Mario Cantalapiedra – Economista

Se acaba de presentar el Quinto Estudio de la Gestión del Riesgo de Crédito en España una vez más con el objetivo de informar sobre la evolución real de la morosidad empresarial, los plazos de pago y la gestión del riesgo de crédito. Los resultados de esta edición se han obtenido en base a la información facilitada por 190 profesionales  relacionados con la gestión del riesgo cliente o credit management entre los meses de abril y mayo de 2013.

Según este Estudio de la Gestión del Riesgo de Crédito, se mantiene invariado con respecto al dato anterior, concretamente en el 56 por ciento, el porcentaje de empresas españolas que han sufrido algún impago significativo en los últimos doce meses. Luego más de la mitad de las compañías se ven afectadas por la lacra de la morosidad. Asimismo la falta de disponibilidad de fondos continúa siendo, con mucho, el principal motivo de impago, según el 86 por ciento de los encuestados, el mayor porcentaje nunca antes registrado en las anteriores oleadas del Estudio. Las empresas españolas siguen ‘secas’ en cuanto a liquidez se refiere y esto se traduce en retrasos a la hora de pagar las facturas de sus proveedores.

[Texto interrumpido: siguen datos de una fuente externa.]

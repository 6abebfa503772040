use std::path::Path;
use std::time::Duration;

use hermes::storage::SessionContainer;
use hermes::{HermesConfig, Host};

fn single_host_config(ctrl_port: u16, data_port: u16, root: &Path, duration_s: Option<f64>) -> HermesConfig {
    serde_json::from_value(serde_json::json!({
        "broker_id": "a",
        "control_addr": format!("127.0.0.1:{}", ctrl_port),
        "data_addr": format!("127.0.0.1:{}", data_port),
        "clock_eligible": true,
        "duration_s": duration_s,
        "nodes": [
            {
                "node_id": "imu",
                "role": "producer",
                "driver": "sim-imu",
                "streams": [{
                    "stream_id": "imu-acc",
                    "rate_hz": 100.0,
                    "shape": [3],
                    "channel_names": ["x", "y", "z"]
                }]
            },
            {
                "node_id": "logger",
                "role": "consumer",
                "topics": ["imu"]
            }
        ],
        "storage": {
            "root_dir": root,
            "flush_hz": 5.0,
            "drain_deadline_ms": 3000
        },
        "sync": {"discover_timeout_ms": 1000, "sync_timeout_ms": 1000},
        "experiment": {"project": "selftest", "subject": "001"}
    }))
    .unwrap()
}

fn imu_spec() -> hermes::StreamSpec {
    hermes::StreamSpec {
        stream_id: "imu-acc".into(),
        device_id: "sim-imu".into(),
        node_id: "imu".into(),
        schema: hermes::Schema::tabular(vec![3]),
        nominal_rate_hz: 100.0,
        is_burst: false,
        is_video: false,
        channel_names: vec!["x".into(), "y".into(), "z".into()],
    }
}

#[tokio::test(flavor = "multi_thread", worker_threads = 4)]
async fn duration_bounded_session_persists_aligned_samples() {
    let root = tempfile::tempdir().unwrap();
    let config = single_host_config(47111, 47112, root.path(), Some(1.2));
    let host = Host::new(config).unwrap();

    let outcome = host.run(false).await;
    assert!(outcome.error.is_none(), "unexpected error: {:?}", outcome.error);
    assert_eq!(outcome.summary.drain_reason, "duration elapsed");
    let session_id = outcome.summary.session_id.clone().expect("session stamped");

    let container_path = root.path().join(&session_id).join("a.sqlite");
    let container = SessionContainer::open(&container_path).unwrap();

    // Metadata round-trips bit-exact.
    let meta = container.read_metadata().unwrap();
    assert_eq!(meta["session_id"], session_id);
    assert_eq!(meta["broker_id"], "a");
    assert_eq!(meta["experiment.project"], "selftest");
    let started_at: i64 = meta["started_at_reference_ns"].parse().unwrap();

    // Roughly rate * duration rows, with generous jitter margins.
    let rows = container.dataset_rows(&imu_spec()).unwrap();
    assert!(
        rows.len() >= 60 && rows.len() <= 240,
        "unexpected row count {}",
        rows.len()
    );

    // Sequence numbers are gap-free from zero and timestamps never run
    // backwards nor precede the session start.
    let mut prev_ts = started_at;
    for (i, (seq, ts)) in rows.iter().enumerate() {
        assert_eq!(*seq, i as u64);
        assert!(*ts >= started_at, "sample {} stamped before session start", i);
        assert!(*ts >= prev_ts, "timestamp regressed at sample {}", i);
        prev_ts = *ts;
    }

    // Clean stop: everything published was flushed, nothing dropped.
    let counters = outcome
        .summary
        .counters
        .iter()
        .find(|c| c.stream_id == "imu-acc")
        .expect("imu counters");
    assert_eq!(counters.dropped, 0);
    assert_eq!(counters.published, counters.flushed);
    assert_eq!(rows.len() as u64, counters.flushed);
}

#[tokio::test(flavor = "multi_thread", worker_threads = 4)]
async fn operator_stop_line_drains_the_session() {
    let root = tempfile::tempdir().unwrap();
    let config = single_host_config(47121, 47122, root.path(), None);
    let host = Host::new(config).unwrap();
    let keyboard = host.keyboard();

    let typist = tokio::spawn(async move {
        tokio::time::sleep(Duration::from_millis(600)).await;
        keyboard.post_line("q");
    });

    let outcome = host.run(false).await;
    typist.await.unwrap();

    assert!(outcome.error.is_none(), "unexpected error: {:?}", outcome.error);
    assert_eq!(outcome.summary.drain_reason, "operator stop");
    assert!(outcome.summary.session_id.is_some());
}

#[tokio::test(flavor = "multi_thread", worker_threads = 4)]
async fn device_open_failure_fails_the_host_by_default() {
    let root = tempfile::tempdir().unwrap();
    let mut config = single_host_config(47131, 47132, root.path(), Some(5.0));
    config.nodes[0].params = serde_json::json!({"fail_open": true});
    let host = Host::new(config).unwrap();

    let outcome = host.run(false).await;
    let err = outcome.error.expect("device failure must fail the host");
    assert_eq!(err.exit_code(), 5);
    assert!(outcome.summary.session_id.is_none(), "session must not start");
}

#[tokio::test(flavor = "multi_thread", worker_threads = 4)]
async fn device_open_failure_degrades_when_configured() {
    let root = tempfile::tempdir().unwrap();
    let mut config = single_host_config(47141, 47142, root.path(), Some(0.8));
    config.nodes[0].params = serde_json::json!({"fail_open": true});
    config.on_node_error = hermes::config::NodeErrorPolicy::Degrade;
    let host = Host::new(config).unwrap();

    let outcome = host.run(false).await;
    assert!(outcome.error.is_none(), "degraded run should finish: {:?}", outcome.error);
    assert!(outcome.summary.session_id.is_some());
}
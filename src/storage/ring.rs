use std::cell::UnsafeCell;
use std::mem::MaybeUninit;
use std::sync::atomic::{AtomicU64, Ordering};
use std::sync::Arc;

use crate::core::Sample;

/// Fixed-capacity single-producer/single-consumer ring of committed
/// samples.
///
/// `head` and `tail` are free-running u64 counters: occupancy is
/// `head - tail` and the slot index is `counter % capacity`, so the full
/// ring holds exactly `capacity` samples. Only the owning node writes
/// `head`; only the storage flusher advances `tail`. No locks anywhere on
/// this path.
pub struct SampleRing {
    slots: Box<[UnsafeCell<MaybeUninit<Sample>>]>,
    capacity: usize,
    high_water: usize,
    head: AtomicU64,
    tail: AtomicU64,
}

// Slots are only touched by the single writer (indices >= tail committed
// by head) and the single reader (indices < head claimed by tail); the
// split handles below enforce that single-ness at the type level.
unsafe impl Send for SampleRing {}
unsafe impl Sync for SampleRing {}

impl SampleRing {
    /// Creates the ring and splits it into its writer and reader halves.
    pub fn with_capacity(capacity: usize, high_water_fraction: f64) -> (RingWriter, RingReader) {
        assert!(capacity > 0, "ring capacity must be positive");
        let slots = (0..capacity)
            .map(|_| UnsafeCell::new(MaybeUninit::uninit()))
            .collect::<Vec<_>>()
            .into_boxed_slice();
        let high_water = ((capacity as f64) * high_water_fraction).ceil() as usize;
        let ring = Arc::new(Self {
            slots,
            capacity,
            high_water: high_water.clamp(1, capacity),
            head: AtomicU64::new(0),
            tail: AtomicU64::new(0),
        });
        (
            RingWriter {
                ring: Arc::clone(&ring),
            },
            RingReader { ring },
        )
    }

    pub fn capacity(&self) -> usize {
        self.capacity
    }

    pub fn occupancy(&self) -> usize {
        let head = self.head.load(Ordering::Acquire);
        let tail = self.tail.load(Ordering::Acquire);
        (head - tail) as usize
    }

    pub fn is_above_high_water(&self) -> bool {
        self.occupancy() >= self.high_water
    }
}

impl Drop for SampleRing {
    fn drop(&mut self) {
        let head = self.head.load(Ordering::Acquire);
        let tail = self.tail.load(Ordering::Acquire);
        for i in tail..head {
            let slot = self.slots[(i % self.capacity as u64) as usize].get();
            // Committed but never claimed; drop in place.
            unsafe { (*slot).assume_init_drop() };
        }
    }
}

/// Writer half, held by the node that owns the stream.
pub struct RingWriter {
    ring: Arc<SampleRing>,
}

impl RingWriter {
    /// Commits one sample. A ring exactly at capacity refuses the next
    /// write: the sample comes back so the caller can surface the
    /// overflow instead of silently losing data.
    pub fn push(&self, sample: Sample) -> Result<(), Sample> {
        let head = self.ring.head.load(Ordering::Relaxed);
        let tail = self.ring.tail.load(Ordering::Acquire);
        if (head - tail) as usize == self.ring.capacity {
            return Err(sample);
        }
        let slot = self.ring.slots[(head % self.ring.capacity as u64) as usize].get();
        unsafe { (*slot).write(sample) };
        self.ring.head.store(head + 1, Ordering::Release);
        Ok(())
    }

    pub fn occupancy(&self) -> usize {
        self.ring.occupancy()
    }
}

/// Occupancy-only view of a ring, safe to hold anywhere. Cannot touch
/// the slots.
#[derive(Clone)]
pub struct RingProbe {
    ring: Arc<SampleRing>,
}

impl RingProbe {
    pub fn occupancy(&self) -> usize {
        self.ring.occupancy()
    }

    pub fn capacity(&self) -> usize {
        self.ring.capacity()
    }
}

/// Reader half, held by the storage flusher of the stream.
pub struct RingReader {
    ring: Arc<SampleRing>,
}

impl RingReader {
    pub fn probe(&self) -> RingProbe {
        RingProbe {
            ring: Arc::clone(&self.ring),
        }
    }

    /// Claims up to `max` samples from the tail as one contiguous range
    /// and advances the checkpoint past them. The compare-and-set guards
    /// against a duplicated claim if a flusher is ever respawned mid
    /// range.
    pub fn claim(&self, max: usize) -> Vec<Sample> {
        let tail = self.ring.tail.load(Ordering::Relaxed);
        let head = self.ring.head.load(Ordering::Acquire);
        let available = (head - tail) as usize;
        let count = available.min(max);
        if count == 0 {
            return Vec::new();
        }
        let mut out = Vec::with_capacity(count);
        for i in tail..tail + count as u64 {
            let slot = self.ring.slots[(i % self.ring.capacity as u64) as usize].get();
            out.push(unsafe { (*slot).assume_init_read() });
        }
        match self.ring.tail.compare_exchange(
            tail,
            tail + count as u64,
            Ordering::Release,
            Ordering::Relaxed,
        ) {
            Ok(_) => out,
            // Single-reader contract violated; samples were already moved
            // out, so losing the race would double-read. Surface loudly.
            Err(actual) => panic!(
                "concurrent tail advance detected: expected {}, found {}",
                tail, actual
            ),
        }
    }

    pub fn occupancy(&self) -> usize {
        self.ring.occupancy()
    }

    pub fn capacity(&self) -> usize {
        self.ring.capacity()
    }

    pub fn is_above_high_water(&self) -> bool {
        self.ring.is_above_high_water()
    }
}
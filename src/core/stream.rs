use serde::{Deserialize, Serialize};

/// Shape of one tabular sample row. Video streams carry opaque frames and
/// leave the shape empty.
#[derive(Debug, Clone, PartialEq, Eq, Serialize, Deserialize)]
pub struct Schema {
    /// Row shape, e.g. `[3]` for an accelerometer triple or `[2, 3]` for
    /// a burst matrix. Empty for opaque frames.
    pub shape: Vec<usize>,
}

impl Schema {
    pub fn tabular(shape: Vec<usize>) -> Self {
        Self { shape }
    }

    pub fn opaque() -> Self {
        Self { shape: Vec::new() }
    }

    /// Number of scalar elements in one row.
    pub fn row_len(&self) -> usize {
        if self.shape.is_empty() {
            0
        } else {
            self.shape.iter().product()
        }
    }
}

/// A typed channel of samples from one device under one node.
#[derive(Debug, Clone, PartialEq, Serialize, Deserialize)]
pub struct StreamSpec {
    pub stream_id: String,
    pub device_id: String,
    pub node_id: String,
    pub schema: Schema,
    pub nominal_rate_hz: f64,
    /// Burst streams deliver N samples per wake under a single timestamp.
    #[serde(default)]
    pub is_burst: bool,
    #[serde(default)]
    pub is_video: bool,
    #[serde(default)]
    pub channel_names: Vec<String>,
}

impl StreamSpec {
    /// Topic the stream's samples are published under. Subscribers match
    /// by prefix, so `node_id` alone selects every stream of a node.
    pub fn topic(&self) -> String {
        format!("{}.{}", self.node_id, self.stream_id)
    }

    /// Globally unique key once prefixed by the owning broker.
    pub fn scoped_id(&self, broker_id: &str) -> String {
        format!("{}/{}/{}", broker_id, self.node_id, self.stream_id)
    }
}

/// Returns true when `topic` falls under the subscription prefix.
pub fn topic_matches(prefix: &str, topic: &str) -> bool {
    topic == prefix || (topic.starts_with(prefix) && topic.as_bytes().get(prefix.len()) == Some(&b'.'))
}
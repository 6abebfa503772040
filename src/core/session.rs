use serde::{Deserialize, Serialize};

use super::stream::StreamSpec;

/// A single coordinated run, created once at RUN entry and immutable
/// thereafter. Workers receive snapshots, never shared mutable state.
#[derive(Debug, Clone, PartialEq, Serialize, Deserialize)]
pub struct Session {
    pub session_id: String,
    pub started_at_reference_ns: i64,
    pub participating_brokers: Vec<String>,
    pub streams: Vec<StreamSpec>,
}

impl Session {
    pub fn stream(&self, stream_id: &str) -> Option<&StreamSpec> {
        self.streams.iter().find(|s| s.stream_id == stream_id)
    }
}
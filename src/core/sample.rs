use serde::{Deserialize, Serialize};

/// Payload of a single sample: either one fixed-shape tabular row or an
/// opaque binary frame (video/image).
#[derive(Debug, Clone, PartialEq, Serialize, Deserialize)]
pub enum Payload {
    Tabular(Vec<f64>),
    Frame(Vec<u8>),
}

impl Payload {
    pub fn len(&self) -> usize {
        match self {
            Payload::Tabular(values) => values.len(),
            Payload::Frame(bytes) => bytes.len(),
        }
    }

    pub fn is_empty(&self) -> bool {
        self.len() == 0
    }

    pub fn is_frame(&self) -> bool {
        matches!(self, Payload::Frame(_))
    }
}

/// A timestamped record on one stream. Immutable once committed to a ring
/// or handed to the transport.
#[derive(Debug, Clone, PartialEq, Serialize, Deserialize)]
pub struct Sample {
    pub stream_id: String,
    /// Per-(publisher, stream) strictly monotonic counter.
    pub seq: u64,
    /// Ingress timestamp on the negotiated reference clock, already
    /// corrected by the stream's delay estimate.
    pub reference_ts_ns: i64,
    /// Opaque secondary timestamp from the device, carried through.
    pub device_ts_ns: Option<i64>,
    pub payload: Payload,
}

/// Envelope for one sample on the data plane: what crosses the wire
/// between brokers and what subscribers receive from the local bus.
/// The topic routes it, the per-publisher `seq` orders it.
#[derive(Debug, Clone, PartialEq)]
pub struct DataMessage {
    pub topic: String,
    pub publisher_id: String,
    pub seq: u64,
    pub reference_ts_ns: i64,
    pub device_ts_ns: Option<i64>,
    pub payload: Payload,
}

impl DataMessage {
    pub fn from_sample(topic: impl Into<String>, publisher_id: impl Into<String>, sample: &Sample) -> Self {
        Self {
            topic: topic.into(),
            publisher_id: publisher_id.into(),
            seq: sample.seq,
            reference_ts_ns: sample.reference_ts_ns,
            device_ts_ns: sample.device_ts_ns,
            payload: sample.payload.clone(),
        }
    }

    /// Reconstruct the sample view of this message for a subscriber that
    /// logs or processes it under the stream id encoded in the topic.
    pub fn to_sample(&self, stream_id: impl Into<String>) -> Sample {
        Sample {
            stream_id: stream_id.into(),
            seq: self.seq,
            reference_ts_ns: self.reference_ts_ns,
            device_ts_ns: self.device_ts_ns,
            payload: self.payload.clone(),
        }
    }
}
use serde::{Deserialize, Serialize};
use thiserror::Error;

/// Broker lifecycle phases.
#[derive(Debug, Clone, Copy, PartialEq, Eq, Serialize, Deserialize)]
#[serde(rename_all = "snake_case")]
pub enum BrokerPhase {
    Boot,
    Discover,
    Sync,
    Ready,
    Run,
    Drain,
    Stop,
    Failed,
}

/// Inputs that drive the broker machine: peer messages on the control
/// plane and readiness signals from locally owned nodes.
#[derive(Debug, Clone, Copy, PartialEq, Eq)]
pub enum BrokerEvent {
    /// Local sockets bound, proxy up, nodes instantiated.
    BootCompleted,
    /// Every configured peer announced itself.
    QuorumReached,
    /// Clock elected and acknowledged by every peer.
    SyncCompleted,
    /// Every local node reports READY and every peer sent ALL_READY.
    AllReady,
    /// Operator stop, duration expiry, peer DRAIN, or a fatal fault.
    DrainRequested,
    /// Final flush finished or deadline forced it.
    DrainCompleted,
    /// Unrecoverable failure in the current phase.
    Fault,
}

#[derive(Debug, Clone, PartialEq, Eq, Error)]
#[error("no transition from {phase:?} on {event:?}")]
pub struct InvalidTransition {
    pub phase: BrokerPhase,
    pub event: BrokerEvent,
}

impl BrokerPhase {
    /// Total transition function. Undefined pairs are programming
    /// errors: loud in development, the ERROR path in production.
    pub fn transition(self, event: BrokerEvent) -> Result<BrokerPhase, InvalidTransition> {
        use BrokerEvent::*;
        use BrokerPhase::*;

        let next = match (self, event) {
            (Boot, BootCompleted) => Discover,
            (Discover, QuorumReached) => Sync,
            (Sync, SyncCompleted) => Ready,
            (Ready, AllReady) => Run,
            (Run, DrainRequested) => Drain,
            // Faults before RUN fail the session outright; from RUN on
            // they go through the coordinated drain.
            (Boot, Fault) | (Discover, Fault) | (Sync, Fault) | (Ready, Fault) => Failed,
            (Run, Fault) => Drain,
            (Drain, DrainCompleted) => Stop,
            (Drain, Fault) => Stop,
            // A second drain request while draining is absorbed.
            (Drain, DrainRequested) => Drain,
            (phase, event) => {
                debug_assert!(false, "invalid broker transition {:?} on {:?}", phase, event);
                return Err(InvalidTransition { phase, event });
            }
        };
        Ok(next)
    }

    pub fn is_terminal(&self) -> bool {
        matches!(self, BrokerPhase::Stop | BrokerPhase::Failed)
    }

    pub fn name(&self) -> &'static str {
        match self {
            BrokerPhase::Boot => "boot",
            BrokerPhase::Discover => "discover",
            BrokerPhase::Sync => "sync",
            BrokerPhase::Ready => "ready",
            BrokerPhase::Run => "run",
            BrokerPhase::Drain => "drain",
            BrokerPhase::Stop => "stop",
            BrokerPhase::Failed => "failed",
        }
    }
}

#[cfg(test)]
mod tests {
    use super::*;

    #[test]
    fn happy_path_reaches_stop() {
        let mut phase = BrokerPhase::Boot;
        for event in [
            BrokerEvent::BootCompleted,
            BrokerEvent::QuorumReached,
            BrokerEvent::SyncCompleted,
            BrokerEvent::AllReady,
            BrokerEvent::DrainRequested,
            BrokerEvent::DrainCompleted,
        ] {
            phase = phase.transition(event).unwrap();
        }
        assert_eq!(phase, BrokerPhase::Stop);
        assert!(phase.is_terminal());
    }

    #[test]
    fn pre_run_fault_fails_session() {
        assert_eq!(
            BrokerPhase::Sync.transition(BrokerEvent::Fault).unwrap(),
            BrokerPhase::Failed
        );
        assert_eq!(
            BrokerPhase::Discover.transition(BrokerEvent::Fault).unwrap(),
            BrokerPhase::Failed
        );
    }

    #[test]
    fn run_fault_goes_through_drain() {
        assert_eq!(
            BrokerPhase::Run.transition(BrokerEvent::Fault).unwrap(),
            BrokerPhase::Drain
        );
    }

    #[cfg(not(debug_assertions))]
    #[test]
    fn undefined_pair_is_rejected() {
        assert!(BrokerPhase::Boot.transition(BrokerEvent::AllReady).is_err());
    }
}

Destaca del Estudio el aumento significativo del porcentaje de empresas que reclaman un reglamento sancionador, el cual penalice los incumplimientos de los plazos de pago establecidos legalmente. En este caso, dicho porcentaje pasa del 75 por ciento del anterior estudio al 82 por ciento del actual. Por lo que se ve, se piensa que sin sanción, no habrá cumplimiento de la legislación contra la morosidad, que ésta es poco más que ‘papel mojado’. Además si hablamos de plazos de pago, dos de cada tres empresas afirman que en 2012 trabajaron con plazos superiores a los marcados legalmente e inclusive se prevé que para 2013 la cosa empeore, de tal modo que únicamente el 32 por ciento de las compañías vaticinan mantener sus plazos medios de pago por debajo de los 60 días que marca actualmente nuestra legislación vigente. Está claro que no basta con escribir negro sobre blanco, con legislar, para desterrar las malas prácticas de pago en España, se necesita un cambio de cultura, quizás motivado por el ‘palo’ de la sanción detrás, esfuerzo por parte de todos los actores involucrados en la economía, con administraciones públicas y grandes empresas a la cabeza y, por supuesto, recuperar la liquidez que drene el sistema.